I believe that we each help to create our reality. Sometimes we create our reality in very small incremental steps, so small that we do not see how these steps add up to what we are experiencing.
It is usually easier to see this phenomenon in other people’s lives. Because we stand outside, as a neutral observer, we see how their actions may be creating the thing that they are most afraid of, the thing they say they DO NOT want.
When I see this, the first question for me is: What is my role, if any, in their learning and their journey?
As a parent, an educator and coach, my first impulse is to teach and to try to show the way. I want to help and try to save these individuals the pain that I can see as inevitable in the path they have chosen.
We know the old adage: When the student is ready, the teacher will appear. As an educator, I did not always honor this. It was my job to create the learning environment for the student and to lead, cajole and sometimes push the student to learn.

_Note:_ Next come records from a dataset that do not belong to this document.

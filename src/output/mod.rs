//! Output module for crawl results
//!
//! This module handles:
//! - Collecting the records of every page into one result set
//! - Serializing the result set as JSON
//! - Recording and logging crawl statistics

mod aggregator;
mod json;
pub mod stats;

pub use aggregator::ResultAggregator;
pub use json::write_records;
pub use stats::{log_statistics, CrawlStatistics};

As a coach, I know what I need to do. I usually only work with individuals who are ready for that journey of self-exploration and development. I work with individuals to help them create the reality that they want. Via the coaching relationship, we form a partnership in which the client is able to examine his life, identify goals and visions, and develop strategies to turn those goals and visions into reality.
I know that this impulse to teach or help is not always successful. Some lessons we cannot teach; a person has to come into that knowledge on his own. Despite this knowledge, it is extremely difficult to watch and remain neutral.
One of the hardest lessons I have learned as an individual and a coach is the lesson of “letting go.” I’ve learned to easily let go of my teacher persona. I know that I cannot FORCE someone to learn a lesson if they are not ready and if they do not seek the teacher.
As an individual experiencing my own life journey, I am becoming aware of being a neutral observer in other people’s journey’s, especially when they don’t ask for my help or for my insight and, even more, when they openly reject it.
During those instances, I have to ask myself what my own learning is. I know I am serving as witness to what may be happening, but I also examine the lesson for myself. I know that the experience is in my life for a reason, and I try to understand what that reason may be.
The question, then, is transformed to: What is the lesson here for me? Why AM I sharing this experience?
One lesson is using the experience to guide me to BEING the type of person I want to be. As a parent, as a friend, as a coach, I more often than not choose to give those whom I love the space so they can grow into their own self/person. I can choose to stand with them, without judgment, in their time of need. I can choose to give them a helping hand if they fall and want to get back up. I can choose to guide them if they think I can provide something of value.
The second lesson is using the experience to determine or make more clear what I want in my own life and then living to make it a reality.
The only way I can actively and consciously create my own reality is if I am clear about what I want and have general and specific strategies I use to achieve it in small increments. I know how I can help myself.
To help others, though, sometimes the best thing I can do is to get out of their way.